Allora, domandina facile facile. Come se ne esce?

«La ricetta economica basilare è la fiducia. Per molti versi questa crisi è stata psicologica, poi è diventata strutturale. È evidente che tutto ciò che si può fare per evitare il panico si deve fare».

Chi può, anzi «deve» fare qualcosa?

«Per esempio statali e pensionati. Non c’è motivo che si spaventino, anzi. Finora l’inflazione è scesa, come i prezzi di materie prime, benzina e bollette. Chi non teme di perdere il lavoro o l’assegno ha qualche soldo in più da spendere. Chiudere i rubinetti e modificare la propria propensione all’acquisto è sbagliato».

E gli altri? Chi insegue il posto fisso?

«La stagione del posto fisso è finita da tempo. Ma se questi ammortizzatori sociali decisi dal governo diventassero strutturali, andare a cercarsi il posto di lavoro per chi l’ha perso sarebbe certamente meno drammatico. È questa la flessibilità».

Giuliano Cazzola (curatore del manuale) dice che è impossibile estendere a tutti i diritti di chi è assunto. Ridiscutiamo lo Statuto?

«Non è il momento, anche se in prospettiva certo che sì. L’avessimo fatto qualche anno fa... Oggi la flessibilità accompagnata - con i soldi per il mutuo congelati e garantiti dai Tremonti bond, gli ammortizzatori sociali per i precari eccetera - è l’unica risposta per rimettere in moto il sistema Paese. Ovvio che se vado in banca con un’idea di business e trovo le porte sbarrate...».
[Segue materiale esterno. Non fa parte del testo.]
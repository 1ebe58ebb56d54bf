//! Scheduled health check.

use async_trait::async_trait;
use serde_json::Value;

use crate::executor::{JobAction, JobExecutionError};
use crate::health::HealthChecker;

/// Checks database and storage connectivity.
///
/// Fails when either collaborator is unreachable so the outcome shows up
/// in the scheduler status.
#[derive(Debug)]
pub struct HealthCheckJob {
    checker: HealthChecker,
}

impl HealthCheckJob {
    /// Create a health check job
    pub fn new(checker: HealthChecker) -> Self {
        Self { checker }
    }
}

#[async_trait]
impl JobAction for HealthCheckJob {
    async fn run(&self) -> Result<Option<Value>, JobExecutionError> {
        tracing::debug!("Running health check");

        let status = self.checker.check().await;
        if !status.is_healthy() {
            return Err(JobExecutionError::Failed(format!(
                "Health check issues: database={}, storage={}",
                status.database_reachable, status.storage_reachable
            )));
        }

        Ok(Some(serde_json::json!({
            "task": "health_check",
            "database_reachable": status.database_reachable,
            "storage_reachable": status.storage_reachable,
            "checked_at": status.checked_at.to_rfc3339(),
        })))
    }
}
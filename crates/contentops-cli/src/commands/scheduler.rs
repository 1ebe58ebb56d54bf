//! Scheduler CLI commands.

use clap::{Args, Subcommand};
use serde::Serialize;
use tabled::Tabled;
use tokio::sync::watch;

use crate::output::{self, OutputFormat};
use contentops_core::error::AppError;
use contentops_worker::Services;
use contentops_worker::daemon;
use contentops_worker::scheduler::JobStatusRow;

/// Arguments for scheduler commands
#[derive(Debug, Args)]
pub struct SchedulerArgs {
    /// Scheduler subcommand
    #[command(subcommand)]
    pub command: SchedulerCommand,
}

/// Scheduler subcommands
#[derive(Debug, Subcommand)]
pub enum SchedulerCommand {
    /// Run the scheduler in the foreground until interrupted
    Start,
    /// Run one job immediately
    RunJob {
        /// Job name (`backup`, `content_sync`, `cleanup`, `health_check`)
        name: String,
    },
    /// Show the registered jobs and their schedule
    Status,
}

/// Job display row
#[derive(Debug, Serialize, Tabled)]
struct JobRow {
    /// Job name
    name: String,
    /// Cadence
    cadence: String,
    /// Last run
    last_run: String,
    /// Next run
    next_run: String,
    /// Last outcome
    last_outcome: String,
}

impl From<JobStatusRow> for JobRow {
    fn from(row: JobStatusRow) -> Self {
        Self {
            name: row.name,
            cadence: row.cadence,
            last_run: row
                .last_run
                .map(|t| t.format("%Y-%m-%d %H:%M:%S UTC").to_string())
                .unwrap_or_else(|| "never".to_string()),
            next_run: row.next_run.format("%Y-%m-%d %H:%M:%S UTC").to_string(),
            last_outcome: row
                .last_outcome
                .map(|o| o.to_string())
                .unwrap_or_else(|| "-".to_string()),
        }
    }
}

/// Execute scheduler commands
pub async fn execute(
    args: &SchedulerArgs,
    services: &Services,
    format: OutputFormat,
) -> Result<(), AppError> {
    match &args.command {
        SchedulerCommand::Start => {
            let (shutdown_tx, shutdown_rx) = watch::channel(false);
            tokio::spawn(async move {
                daemon::shutdown_signal().await;
                tracing::info!("Shutdown signal received");
                let _ = shutdown_tx.send(true);
            });
            daemon::run(services.clone(), shutdown_rx).await?;
            output::print_success("Scheduler stopped");
        }
        SchedulerCommand::RunJob { name } => {
            let mut core = services.scheduler()?;
            let result = core.run_by_name(name).await;
            services.content.close().await;
            let result = result?;

            if let Some(summary) = &result.summary {
                output::print_summary(summary, format);
            }
            if result.is_success() {
                output::print_success(&format!(
                    "Job '{}' succeeded in {} ms",
                    result.job_name,
                    result.duration_ms()
                ));
            } else {
                return Err(AppError::internal(format!(
                    "Job '{}' failed: {}",
                    result.job_name,
                    result.error.as_deref().unwrap_or("unknown error")
                )));
            }
        }
        SchedulerCommand::Status => {
            let core = services.scheduler()?;
            let rows: Vec<JobRow> = core.status().into_iter().map(JobRow::from).collect();
            output::print_list(&rows, format);
        }
    }

    Ok(())
}
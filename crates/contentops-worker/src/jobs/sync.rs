//! Scheduled content synchronization.

use async_trait::async_trait;
use serde_json::Value;

use crate::executor::{JobAction, JobExecutionError};
use crate::sync::SyncManager;

/// Runs a full bidirectional sync.
#[derive(Debug)]
pub struct ContentSyncJob {
    manager: SyncManager,
}

impl ContentSyncJob {
    /// Create a content sync job
    pub fn new(manager: SyncManager) -> Self {
        Self { manager }
    }
}

#[async_trait]
impl JobAction for ContentSyncJob {
    async fn run(&self) -> Result<Option<Value>, JobExecutionError> {
        tracing::info!("Starting scheduled content synchronization");

        let summary = self.manager.run_full_sync().await;
        if !summary.is_success() {
            return Err(JobExecutionError::Failed(format!(
                "Sync steps failed: {}",
                summary.failed_steps.join(", ")
            )));
        }

        Ok(Some(serde_json::to_value(&summary).map_err(contentops_core::AppError::from)?))
    }
}
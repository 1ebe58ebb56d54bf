//! Content Ops CLI entry point.

use clap::Parser;

mod commands;
mod logging;
mod output;

use commands::Cli;

#[tokio::main]
async fn main() {
    let cli = Cli::parse();

    if let Err(e) = cli.execute().await {
        output::print_error(&e.to_string());
        std::process::exit(1);
    }
}
//! Convenience result type alias for Content Ops.

use crate::error::AppError;

/// A specialized `Result` type for Content Ops operations.
pub type AppResult<T> = Result<T, AppError>;
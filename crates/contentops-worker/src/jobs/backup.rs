//! Scheduled database backup.

use async_trait::async_trait;
use serde_json::Value;

use crate::backup::BackupManager;
use crate::executor::{JobAction, JobExecutionError};

/// Runs the full backup process: create, upload, local cleanup.
#[derive(Debug)]
pub struct BackupJob {
    manager: BackupManager,
}

impl BackupJob {
    /// Create a backup job
    pub fn new(manager: BackupManager) -> Self {
        Self { manager }
    }
}

#[async_trait]
impl JobAction for BackupJob {
    async fn run(&self) -> Result<Option<Value>, JobExecutionError> {
        tracing::info!("Starting scheduled database backup");

        let report = self
            .manager
            .full_backup_process()
            .await
            .map_err(|e| JobExecutionError::Failed(format!("Backup failed: {e}")))?;

        tracing::info!(key = %report.key, "Scheduled database backup completed");

        Ok(Some(serde_json::json!({
            "task": "backup",
            "artifact": report.artifact.display().to_string(),
            "key": report.key,
            "local_deleted": report.cleanup.deleted,
            "local_failed": report.cleanup.failed,
        })))
    }
}
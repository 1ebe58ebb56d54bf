//! Content synchronization CLI commands.

use clap::{Args, Subcommand};

use crate::output::{self, OutputFormat};
use contentops_core::error::AppError;
use contentops_worker::Services;

/// Arguments for sync commands
#[derive(Debug, Args)]
pub struct SyncArgs {
    /// Sync subcommand
    #[command(subcommand)]
    pub command: SyncCommand,
}

/// Sync subcommands
#[derive(Debug, Subcommand)]
pub enum SyncCommand {
    /// Run every synchronization step in both directions
    Full,
    /// Copy recent posts from one site to the other as featured content
    Featured {
        /// Source site name (e.g. `site1`)
        source: String,
        /// Target site name (e.g. `site2`)
        target: String,
    },
    /// Delete revisions older than the retention window
    CleanupRevisions {
        /// Site table prefix (e.g. `site1_`)
        prefix: String,
        /// Age threshold in days (defaults to `sync.revision_retention_days`)
        #[arg(short, long)]
        days: Option<u32>,
    },
}

/// Execute sync commands
pub async fn execute(
    args: &SyncArgs,
    services: &Services,
    format: OutputFormat,
) -> Result<(), AppError> {
    let manager = &services.sync;

    let result = match &args.command {
        SyncCommand::Full => {
            let summary = manager.run_full_sync().await;
            output::print_summary(&summary, format);
            if summary.is_success() {
                output::print_success("Full sync completed");
                Ok(())
            } else {
                Err(AppError::sync(format!(
                    "Full sync finished with failed steps: {}",
                    summary.failed_steps.join(", ")
                )))
            }
        }
        SyncCommand::Featured { source, target } => manager
            .sync_featured_content(source, target)
            .await
            .map(|inserted| {
                output::print_success(&format!(
                    "Synced {inserted} featured post(s) from {source} to {target}"
                ));
            }),
        SyncCommand::CleanupRevisions { prefix, days } => {
            let days = days.unwrap_or(services.config.sync.revision_retention_days);
            manager
                .cleanup_old_revisions(prefix, days)
                .await
                .map(|deleted| {
                    output::print_success(&format!(
                        "Deleted {deleted} revision(s) older than {days} day(s) from {prefix}posts"
                    ));
                })
        }
    };

    services.content.close().await;
    result
}
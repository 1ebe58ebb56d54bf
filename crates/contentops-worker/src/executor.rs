//! Job actions and execution results.

use std::fmt;
use std::future::Future;

use async_trait::async_trait;
use chrono::{DateTime, Utc};
use serde::Serialize;
use serde_json::Value;
use uuid::Uuid;

use contentops_core::error::AppError;

/// Work performed when a scheduled job fires.
#[async_trait]
pub trait JobAction: Send + Sync + std::fmt::Debug {
    /// Run the job once, returning an optional summary.
    async fn run(&self) -> Result<Option<Value>, JobExecutionError>;
}

/// Error from job execution
#[derive(Debug, thiserror::Error)]
pub enum JobExecutionError {
    /// The job ran and reported failure
    #[error("Job failed: {0}")]
    Failed(String),

    /// Internal error
    #[error("Internal error: {0}")]
    Internal(#[from] AppError),
}

/// Adapter turning an async closure into a [`JobAction`].
pub struct FnAction<F> {
    label: &'static str,
    f: F,
}

impl<F> FnAction<F> {
    /// Wrap `f`; `label` is used in debug output.
    pub fn new(label: &'static str, f: F) -> Self {
        Self { label, f }
    }
}

impl<F> fmt::Debug for FnAction<F> {
    fn fmt(&self, f: &mut fmt::Formatter<'_>) -> fmt::Result {
        f.debug_struct("FnAction").field("label", &self.label).finish()
    }
}

#[async_trait]
impl<F, Fut> JobAction for FnAction<F>
where
    F: Fn() -> Fut + Send + Sync,
    Fut: Future<Output = Result<Option<Value>, JobExecutionError>> + Send,
{
    async fn run(&self) -> Result<Option<Value>, JobExecutionError> {
        (self.f)().await
    }
}

/// How one execution ended.
#[derive(Debug, Clone, Copy, PartialEq, Eq, Serialize)]
#[serde(rename_all = "snake_case")]
pub enum JobOutcome {
    /// The action returned normally.
    Success,
    /// The action returned an error or panicked.
    Failure,
}

impl fmt::Display for JobOutcome {
    fn fmt(&self, f: &mut fmt::Formatter<'_>) -> fmt::Result {
        match self {
            Self::Success => write!(f, "success"),
            Self::Failure => write!(f, "failure"),
        }
    }
}

/// Record of one job execution. Logged, never persisted.
#[derive(Debug, Clone, Serialize)]
pub struct ExecutionResult {
    /// Unique ID of this run.
    pub run_id: Uuid,
    /// Name of the job.
    pub job_name: String,
    /// When the action started.
    pub started_at: DateTime<Utc>,
    /// When the action returned.
    pub finished_at: DateTime<Utc>,
    /// Success or failure.
    pub outcome: JobOutcome,
    /// Failure cause.
    pub error: Option<String>,
    /// Summary returned by the action.
    pub summary: Option<Value>,
}

impl ExecutionResult {
    /// Whether the run succeeded.
    pub fn is_success(&self) -> bool {
        self.outcome == JobOutcome::Success
    }

    /// Wall time of the run in milliseconds.
    pub fn duration_ms(&self) -> i64 {
        (self.finished_at - self.started_at).num_milliseconds()
    }
}
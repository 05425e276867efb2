//! Application Configuration
//!
//! Where the data lives (hosted service or local database file), the trial
//! length and the log directory. Loaded from a JSON file, from the
//! environment, or both (environment wins field by field).

use std::path::{Path, PathBuf};

use serde::{Deserialize, Serialize};

use crate::entitlement::{TrialPolicy, DEFAULT_TRIAL_DAYS};

pub const ENV_URL: &str = "TASKDECK_URL";
pub const ENV_ANON_KEY: &str = "TASKDECK_ANON_KEY";
pub const ENV_DB_PATH: &str = "TASKDECK_DB_PATH";
pub const ENV_TRIAL_DAYS: &str = "TASKDECK_TRIAL_DAYS";
pub const ENV_LOG_DIR: &str = "TASKDECK_LOG_DIR";

/// Longest accepted trial, in days
pub const MAX_TRIAL_DAYS: u32 = 36_500;

#[derive(Debug, thiserror::Error)]
pub enum ConfigError {
    #[error("Failed to read config {path}: {source}")]
    Io {
        path: PathBuf,
        #[source]
        source: std::io::Error,
    },
    #[error("Invalid config JSON: {0}")]
    Parse(#[from] serde_json::Error),
    #[error("Invalid value for {key}: {value}")]
    InvalidValue { key: &'static str, value: String },
    #[error("No data source configured (set TASKDECK_URL and TASKDECK_ANON_KEY, or TASKDECK_DB_PATH)")]
    MissingGateway,
}

/// Which gateway backs the stores
#[derive(Debug, Clone, PartialEq, Eq, Serialize, Deserialize)]
#[serde(tag = "kind", rename_all = "snake_case")]
pub enum GatewayConfig {
    Hosted { url: String, anon_key: String },
    Local { db_path: PathBuf },
}

#[derive(Debug, Clone, PartialEq, Eq, Serialize, Deserialize)]
pub struct AppConfig {
    pub gateway: GatewayConfig,
    #[serde(default = "default_trial_days")]
    pub trial_days: u32,
    #[serde(default)]
    pub log_dir: Option<PathBuf>,
}

fn default_trial_days() -> u32 {
    DEFAULT_TRIAL_DAYS
}

/// Partially specified config, as read from a file before env overrides
#[derive(Debug, Default, Deserialize)]
struct RawConfig {
    #[serde(default)]
    gateway: Option<GatewayConfig>,
    #[serde(default)]
    trial_days: Option<u32>,
    #[serde(default)]
    log_dir: Option<PathBuf>,
}

impl AppConfig {
    pub fn local(db_path: impl Into<PathBuf>) -> Self {
        Self {
            gateway: GatewayConfig::Local {
                db_path: db_path.into(),
            },
            trial_days: DEFAULT_TRIAL_DAYS,
            log_dir: None,
        }
    }

    pub fn hosted(url: impl Into<String>, anon_key: impl Into<String>) -> Self {
        Self {
            gateway: GatewayConfig::Hosted {
                url: url.into(),
                anon_key: anon_key.into(),
            },
            trial_days: DEFAULT_TRIAL_DAYS,
            log_dir: None,
        }
    }

    pub fn trial_policy(&self) -> TrialPolicy {
        TrialPolicy::new(self.trial_days)
    }

    /// Read a JSON config file, then apply environment overrides
    pub fn load(path: &Path) -> Result<Self, ConfigError> {
        let text = std::fs::read_to_string(path).map_err(|source| ConfigError::Io {
            path: path.to_path_buf(),
            source,
        })?;
        let raw: RawConfig = serde_json::from_str(&text)?;
        log::debug!("[config] loaded {}", path.display());
        Self::resolve(raw, |key| std::env::var(key).ok())
    }

    /// Build entirely from environment variables
    pub fn from_env() -> Result<Self, ConfigError> {
        Self::resolve(RawConfig::default(), |key| std::env::var(key).ok())
    }

    fn resolve(raw: RawConfig, env: impl Fn(&str) -> Option<String>) -> Result<Self, ConfigError> {
        let env = |key: &str| env(key).map(|v| v.trim().to_string()).filter(|v| !v.is_empty());

        let gateway = match (env(ENV_URL), env(ENV_ANON_KEY), env(ENV_DB_PATH)) {
            (Some(url), Some(anon_key), _) => GatewayConfig::Hosted { url, anon_key },
            (_, _, Some(db_path)) => GatewayConfig::Local {
                db_path: PathBuf::from(db_path),
            },
            _ => raw.gateway.ok_or(ConfigError::MissingGateway)?,
        };

        let trial_days = match env(ENV_TRIAL_DAYS) {
            Some(value) => value.parse().map_err(|_| ConfigError::InvalidValue {
                key: ENV_TRIAL_DAYS,
                value,
            })?,
            None => raw.trial_days.unwrap_or(DEFAULT_TRIAL_DAYS),
        };

        let config = Self {
            gateway,
            trial_days,
            log_dir: env(ENV_LOG_DIR).map(PathBuf::from).or(raw.log_dir),
        };
        config.validate()?;
        Ok(config)
    }

    pub fn validate(&self) -> Result<(), ConfigError> {
        if self.trial_days == 0 || self.trial_days > MAX_TRIAL_DAYS {
            return Err(ConfigError::InvalidValue {
                key: "trial_days",
                value: self.trial_days.to_string(),
            });
        }
        match &self.gateway {
            GatewayConfig::Hosted { url, .. } if !(url.starts_with("http://") || url.starts_with("https://")) => {
                Err(ConfigError::InvalidValue {
                    key: "url",
                    value: url.clone(),
                })
            }
            GatewayConfig::Hosted { anon_key, .. } if anon_key.trim().is_empty() => Err(ConfigError::InvalidValue {
                key: "anon_key",
                value: String::new(),
            }),
            GatewayConfig::Local { db_path } if db_path.as_os_str().is_empty() => Err(ConfigError::InvalidValue {
                key: "db_path",
                value: String::new(),
            }),
            _ => Ok(()),
        }
    }
}

#[cfg(test)]
mod tests {
    use super::*;
    use std::collections::HashMap;
    use std::io::Write;

    fn env_of(pairs: &[(&str, &str)]) -> impl Fn(&str) -> Option<String> {
        let map: HashMap<String, String> = pairs.iter().map(|(k, v)| (k.to_string(), v.to_string())).collect();
        move |key: &str| map.get(key).cloned()
    }

    #[test]
    fn test_load_hosted_file() {
        let mut file = tempfile::NamedTempFile::new().unwrap();
        write!(
            file,
            r#"{{"gateway": {{"kind": "hosted", "url": "https://demo.example", "anon_key": "k"}}, "trial_days": 14}}"#
        )
        .unwrap();

        let text = std::fs::read_to_string(file.path()).unwrap();
        let raw: RawConfig = serde_json::from_str(&text).unwrap();
        let config = AppConfig::resolve(raw, env_of(&[])).unwrap();

        assert_eq!(config, AppConfig {
            trial_days: 14,
            ..AppConfig::hosted("https://demo.example", "k")
        });
        assert_eq!(config.trial_policy().trial_days, 14);
    }

    #[test]
    fn test_trial_days_default() {
        let raw: RawConfig = serde_json::from_str(r#"{"gateway": {"kind": "local", "db_path": "/tmp/x.db"}}"#).unwrap();
        let config = AppConfig::resolve(raw, env_of(&[])).unwrap();
        assert_eq!(config.trial_days, 7);
        assert_eq!(config.log_dir, None);
    }

    #[test]
    fn test_env_overrides_file() {
        let raw: RawConfig = serde_json::from_str(r#"{"gateway": {"kind": "local", "db_path": "/tmp/x.db"}, "trial_days": 3}"#).unwrap();
        let env = env_of(&[
            (ENV_URL, "https://env.example"),
            (ENV_ANON_KEY, "env-key"),
            (ENV_TRIAL_DAYS, "10"),
            (ENV_LOG_DIR, "/var/log/taskdeck"),
        ]);
        let config = AppConfig::resolve(raw, env).unwrap();

        assert_eq!(config.gateway, GatewayConfig::Hosted {
            url: "https://env.example".into(),
            anon_key: "env-key".into(),
        });
        assert_eq!(config.trial_days, 10);
        assert_eq!(config.log_dir, Some(PathBuf::from("/var/log/taskdeck")));
    }

    #[test]
    fn test_hosted_wins_over_local_env() {
        let env = env_of(&[(ENV_URL, "https://h.example"), (ENV_ANON_KEY, "k"), (ENV_DB_PATH, "/tmp/db")]);
        let config = AppConfig::resolve(RawConfig::default(), env).unwrap();
        assert!(matches!(config.gateway, GatewayConfig::Hosted { .. }));
    }

    #[test]
    fn test_url_without_key_falls_back_to_local() {
        let env = env_of(&[(ENV_URL, "https://h.example"), (ENV_DB_PATH, "/tmp/db")]);
        let config = AppConfig::resolve(RawConfig::default(), env).unwrap();
        assert_eq!(config.gateway, GatewayConfig::Local { db_path: "/tmp/db".into() });
    }

    #[test]
    fn test_missing_gateway() {
        let result = AppConfig::resolve(RawConfig::default(), env_of(&[]));
        assert!(matches!(result, Err(ConfigError::MissingGateway)));
    }

    #[test]
    fn test_invalid_values() {
        let env = env_of(&[(ENV_DB_PATH, "/tmp/db"), (ENV_TRIAL_DAYS, "soon")]);
        assert!(matches!(
            AppConfig::resolve(RawConfig::default(), env),
            Err(ConfigError::InvalidValue { key: ENV_TRIAL_DAYS, .. })
        ));

        let env = env_of(&[(ENV_DB_PATH, "/tmp/db"), (ENV_TRIAL_DAYS, "0")]);
        assert!(AppConfig::resolve(RawConfig::default(), env).is_err());

        assert!(AppConfig::hosted("ftp://nope", "k").validate().is_err());
        assert!(AppConfig::hosted("https://ok.example", " ").validate().is_err());
    }

    #[test]
    fn test_trial_days_upper_bound() {
        let mut config = AppConfig::local("/tmp/db");
        config.trial_days = MAX_TRIAL_DAYS;
        assert!(config.validate().is_ok());

        config.trial_days = 100_000_000;
        assert!(matches!(
            config.validate(),
            Err(ConfigError::InvalidValue { key: "trial_days", .. })
        ));

        let env = env_of(&[(ENV_DB_PATH, "/tmp/db"), (ENV_TRIAL_DAYS, "100000000")]);
        assert!(AppConfig::resolve(RawConfig::default(), env).is_err());
    }

    #[test]
    fn test_load_reports_missing_file() {
        let dir = tempfile::tempdir().unwrap();
        let result = AppConfig::load(&dir.path().join("absent.json"));
        assert!(matches!(result, Err(ConfigError::Io { .. })));
    }

    #[test]
    fn test_load_rejects_bad_json() {
        let mut file = tempfile::NamedTempFile::new().unwrap();
        write!(file, "{{ not json").unwrap();
        assert!(matches!(AppConfig::load(file.path()), Err(ConfigError::Parse(_))));
    }
}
Paradossi della politica. Il centrodestra difende i precari e chi perde il lavoro...

«Berlusconi ha fatto politiche di sinistra, ha dovuto giustamente pensare ai meno abbienti, ai precari e ai disoccupati per la situazione emergenziale, come deve fare chi tutela l’interesse nazionale. Le partite Iva invece non hanno cassa integrazione, i negozianti chiudono e basta. Prima o poi il premier dovrà aiutare anche loro».